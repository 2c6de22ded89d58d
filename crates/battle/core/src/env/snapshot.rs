//! In-memory static data backing every oracle.
//!
//! Content loaders build a [`DataSnapshot`] from data files; tests build one
//! by hand. Tables are stored 0-based and addressed with 1-based ids.

use super::{
    ActorOracle, ActorTemplate, EnemyOracle, EnemyTemplate, SkillDefinition, SkillOracle,
    SystemData, SystemOracle, TroopDefinition, TroopOracle,
};
use crate::state::{ActorId, EnemyId, SkillId, TroopId};

#[derive(Clone, Debug, Default, PartialEq, Eq)]
#[cfg_attr(feature = "serde", derive(serde::Serialize, serde::Deserialize))]
pub struct DataSnapshot {
    pub troops: Vec<TroopDefinition>,
    pub enemies: Vec<EnemyTemplate>,
    pub skills: Vec<SkillDefinition>,
    pub actors: Vec<ActorTemplate>,
    pub system: SystemData,
}

impl DataSnapshot {
    pub fn new(
        troops: Vec<TroopDefinition>,
        enemies: Vec<EnemyTemplate>,
        skills: Vec<SkillDefinition>,
        actors: Vec<ActorTemplate>,
        system: SystemData,
    ) -> Self {
        Self {
            troops,
            enemies,
            skills,
            actors,
            system,
        }
    }
}

impl TroopOracle for DataSnapshot {
    fn troop_count(&self) -> usize {
        self.troops.len()
    }

    fn troop(&self, id: TroopId) -> Option<&TroopDefinition> {
        self.troops.get(id.index()?)
    }
}

impl EnemyOracle for DataSnapshot {
    fn enemy(&self, id: EnemyId) -> Option<&EnemyTemplate> {
        self.enemies.get(id.index()?)
    }
}

impl SkillOracle for DataSnapshot {
    fn skill(&self, id: SkillId) -> Option<&SkillDefinition> {
        self.skills.get(id.index()?)
    }
}

impl ActorOracle for DataSnapshot {
    fn actor(&self, id: ActorId) -> Option<&ActorTemplate> {
        self.actors.get(id.index()?)
    }
}

impl SystemOracle for DataSnapshot {
    fn system(&self) -> &SystemData {
        &self.system
    }
}
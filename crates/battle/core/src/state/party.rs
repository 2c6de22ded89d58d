use arrayvec::ArrayVec;

use super::{BattlerArena, BattlerId, Side};
use crate::config::BattleConfig;
use crate::env::RngOracle;

/// One side of the battle: an ordered list of battler handles.
///
/// Membership is fixed by the encounter setup; the scheduler, decision engine
/// and resolvers only read it.
#[derive(Clone, Debug, PartialEq, Eq)]
#[cfg_attr(feature = "serde", derive(serde::Serialize, serde::Deserialize))]
pub struct Party {
    side: Side,
    members: ArrayVec<BattlerId, { BattleConfig::MAX_SIDE_MEMBERS }>,
}

impl Party {
    pub fn new(side: Side) -> Self {
        Self {
            side,
            members: ArrayVec::new(),
        }
    }

    pub fn side(&self) -> Side {
        self.side
    }

    /// Appends a member. Returns the id back if the side is already full.
    pub(crate) fn push(&mut self, id: BattlerId) -> Result<(), BattlerId> {
        self.members.try_push(id).map_err(|err| err.element())
    }

    pub fn members(&self) -> &[BattlerId] {
        &self.members
    }

    pub fn contains(&self, id: BattlerId) -> bool {
        self.members.contains(&id)
    }

    /// Members that are still standing, in party order.
    pub fn living<'p>(&'p self, arena: &'p BattlerArena) -> impl Iterator<Item = BattlerId> + 'p {
        self.members
            .iter()
            .copied()
            .filter(move |&id| arena.get(id).is_some_and(|battler| battler.is_alive()))
    }

    pub fn is_defeated(&self, arena: &BattlerArena) -> bool {
        self.living(arena).next().is_none()
    }

    /// Picks a uniformly random living member.
    ///
    /// Returns `None` when every member is down.
    pub fn random_living<R: RngOracle + ?Sized>(
        &self,
        arena: &BattlerArena,
        rng: &R,
        seed: u64,
    ) -> Option<BattlerId> {
        let living: ArrayVec<BattlerId, { BattleConfig::MAX_SIDE_MEMBERS }> =
            self.living(arena).collect();
        if living.is_empty() {
            return None;
        }
        let index = rng.range(seed, 0, living.len() as u32 - 1) as usize;
        living.get(index).copied()
    }
}
#![allow(dead_code)]

use std::collections::VecDeque;
use std::sync::{Arc, Mutex, MutexGuard};

use battle_core::{
    ActorId, ActorTemplate, BasicAction, Background, BattleContext, BattleEnv, BattlePhase,
    BattleResult, BattleServices, BattleTestSetup, BattleUi, BattlerId, CommandSource,
    DataSnapshot, DetachedAction, EffectResolver, EnemyActionDefinition, EnemyId, EnemyTemplate,
    EncounterEvents, PartyOption, PlayerCommand, Presentation, Side, SkillDefinition, SkillId,
    SkillScope, SkillType, SystemData, TerrainId, TroopDefinition, TroopId,
};
use battle_core::{ActionAlgorithm, BattlerOrigin};

/// What the fake collaborators saw and what they will answer.
#[derive(Debug, Default)]
pub struct Probe {
    pub message_visible: bool,
    pub message_pending: bool,
    pub selected_skill: Option<SkillId>,
    pub options: VecDeque<PartyOption>,
    pub commands: VecDeque<PlayerCommand>,
    /// Damage dealt by every resolved attack.
    pub damage: u32,

    pub calls: Vec<String>,
    pub phases: Vec<BattlePhase>,
    pub resolved: Vec<DetachedAction>,
    pub turns: Vec<u32>,
    pub event_ticks: u32,
    pub screen_ticks: u32,
}

#[derive(Clone, Debug, Default)]
pub struct SharedProbe(Arc<Mutex<Probe>>);

impl SharedProbe {
    pub fn new() -> Self {
        Self::default()
    }

    pub fn lock(&self) -> MutexGuard<'_, Probe> {
        self.0.lock().unwrap()
    }

    pub fn services(&self) -> BattleServices {
        BattleServices::new(
            Box::new(FakeUi(self.clone())),
            Box::new(FakePresentation(self.clone())),
            Box::new(FakeResolver(self.clone())),
            Box::new(FakeEvents(self.clone())),
            Box::new(FakeCommands(self.clone())),
        )
    }
}

struct FakeUi(SharedProbe);

impl BattleUi for FakeUi {
    fn open(&mut self, _ctx: &BattleContext) {
        self.0.lock().calls.push("open".into());
    }

    fn update(&mut self) {
        self.0.lock().calls.push("ui_update".into());
    }

    fn is_message_visible(&self) -> bool {
        self.0.lock().message_visible
    }

    fn is_message_pending(&self) -> bool {
        self.0.lock().message_pending
    }

    fn selected_skill(&self) -> Option<SkillId> {
        self.0.lock().selected_skill
    }

    fn on_phase_changed(&mut self, phase: BattlePhase) {
        self.0.lock().phases.push(phase);
    }
}

struct FakePresentation(SharedProbe);

impl Presentation for FakePresentation {
    fn reset_map_bgm(&mut self) {
        self.0.lock().calls.push("reset_map_bgm".into());
    }

    fn play_bgm(&mut self, name: &str) {
        self.0.lock().calls.push(format!("bgm:{name}"));
    }

    fn play_se(&mut self, name: &str) {
        self.0.lock().calls.push(format!("se:{name}"));
    }

    fn show_background(&mut self, background: &Background) {
        self.0.lock().calls.push(format!("background:{background:?}"));
    }

    fn update_screen(&mut self) {
        let mut probe = self.0.lock();
        probe.screen_ticks += 1;
        probe.calls.push("screen".into());
    }
}

/// Attacks deal `Probe::damage`; a party escape ends the battle.
struct FakeResolver(SharedProbe);

impl EffectResolver for FakeResolver {
    fn resolve(
        &mut self,
        action: DetachedAction,
        ctx: &mut BattleContext,
        _env: &BattleEnv<'_>,
    ) -> Option<BattleResult> {
        let mut probe = self.0.lock();
        probe.resolved.push(action.clone());
        probe.calls.push("resolve".into());

        match action.algorithm {
            ActionAlgorithm::Normal {
                target: Some(target),
            }
            | ActionAlgorithm::NormalDual {
                target: Some(target),
            } => {
                if let Some(battler) = ctx.battler_mut(target) {
                    battler.take_damage(probe.damage);
                }
                None
            }
            ActionAlgorithm::Escape
                if ctx
                    .battler(action.actor)
                    .is_some_and(|b| b.side() == Side::Party) =>
            {
                Some(BattleResult::Escape)
            }
            _ => None,
        }
    }
}

struct FakeEvents(SharedProbe);

impl EncounterEvents for FakeEvents {
    fn process_turn(&mut self, turn: u32, _ctx: &mut BattleContext) {
        self.0.lock().turns.push(turn);
    }

    fn update(&mut self, _ctx: &mut BattleContext) {
        let mut probe = self.0.lock();
        probe.event_ticks += 1;
        probe.calls.push("events".into());
    }
}

struct FakeCommands(SharedProbe);

impl CommandSource for FakeCommands {
    fn select_option(&mut self, _ctx: &BattleContext) -> Option<PartyOption> {
        let mut probe = self.0.lock();
        probe.calls.push("input".into());
        probe.options.pop_front()
    }

    fn select_command(&mut self, _actor: BattlerId, _ctx: &BattleContext) -> Option<PlayerCommand> {
        let mut probe = self.0.lock();
        probe.calls.push("input".into());
        probe.commands.pop_front()
    }
}

pub const HARDEN: SkillId = SkillId(7);
pub const BLAZE: SkillId = SkillId(8);
pub const RALLY: SkillId = SkillId(9);
pub const BLINK: SkillId = SkillId(10);

pub const SLIME: EnemyId = EnemyId(1);
pub const GOBLIN: EnemyId = EnemyId(2);
pub const OGRE: EnemyId = EnemyId(3);

pub const ALEX: ActorId = ActorId(1);
pub const BRIAN: ActorId = ActorId(2);

/// Five troops; troop 3 fields a Goblin and a Slime.
pub fn five_troops() -> DataSnapshot {
    let mut skills = vec![
        SkillDefinition::new("Strike", SkillType::Normal, SkillScope::SingleEnemy);
        6
    ];
    skills.push(SkillDefinition::new("Harden", SkillType::Normal, SkillScope::SelfOnly));
    skills.push(SkillDefinition::new("Blaze", SkillType::Normal, SkillScope::AllEnemies));
    skills.push(SkillDefinition::new("Rally", SkillType::Normal, SkillScope::AllAllies));
    skills.push(SkillDefinition::new("Blink", SkillType::Teleport, SkillScope::SelfOnly));

    DataSnapshot::new(
        vec![
            TroopDefinition::new("Lone Slime", vec![SLIME]),
            TroopDefinition::new("Goblin Pack", vec![GOBLIN, GOBLIN]),
            TroopDefinition::new("Mixed", vec![GOBLIN, SLIME]),
            TroopDefinition::new("Ogre", vec![OGRE]),
            TroopDefinition::new("Empty Cave", vec![]),
        ],
        vec![
            EnemyTemplate {
                name: "Slime".into(),
                max_hp: 8,
                actions: vec![EnemyActionDefinition::skill(HARDEN)],
            },
            EnemyTemplate {
                name: "Goblin".into(),
                max_hp: 15,
                actions: vec![EnemyActionDefinition::basic(BasicAction::Defend)],
            },
            EnemyTemplate {
                name: "Ogre".into(),
                max_hp: 40,
                actions: vec![EnemyActionDefinition::basic(BasicAction::Attack)],
            },
        ],
        skills,
        vec![ActorTemplate::new("Alex", 30), ActorTemplate::new("Brian", 24)],
        SystemData {
            battle_music: "Battle1".into(),
            battle_se: "Begin".into(),
            default_terrain: TerrainId(2),
            battle_test: BattleTestSetup {
                troop: TroopId(2),
                background: "Castle".into(),
                members: vec![BRIAN],
            },
        },
    )
}

/// Troop members whose template is `species`, in troop order.
pub fn enemies_of(ctx: &BattleContext, species: EnemyId) -> Vec<BattlerId> {
    ctx.troop()
        .members()
        .iter()
        .copied()
        .filter(|&id| {
            ctx.battler(id)
                .is_some_and(|b| b.origin == BattlerOrigin::Enemy(species))
        })
        .collect()
}

pub fn queue(ctx: &BattleContext) -> Vec<BattlerId> {
    ctx.scheduler().iter().collect()
}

::::::

WHAT IS REQUIRED: The lines above that hold the word "every" should be found and copied out.

RESULT:
//! In-memory static data backing every oracle.
    /// Returns `None` when every member is down.
    /// Damage dealt by every resolved attack.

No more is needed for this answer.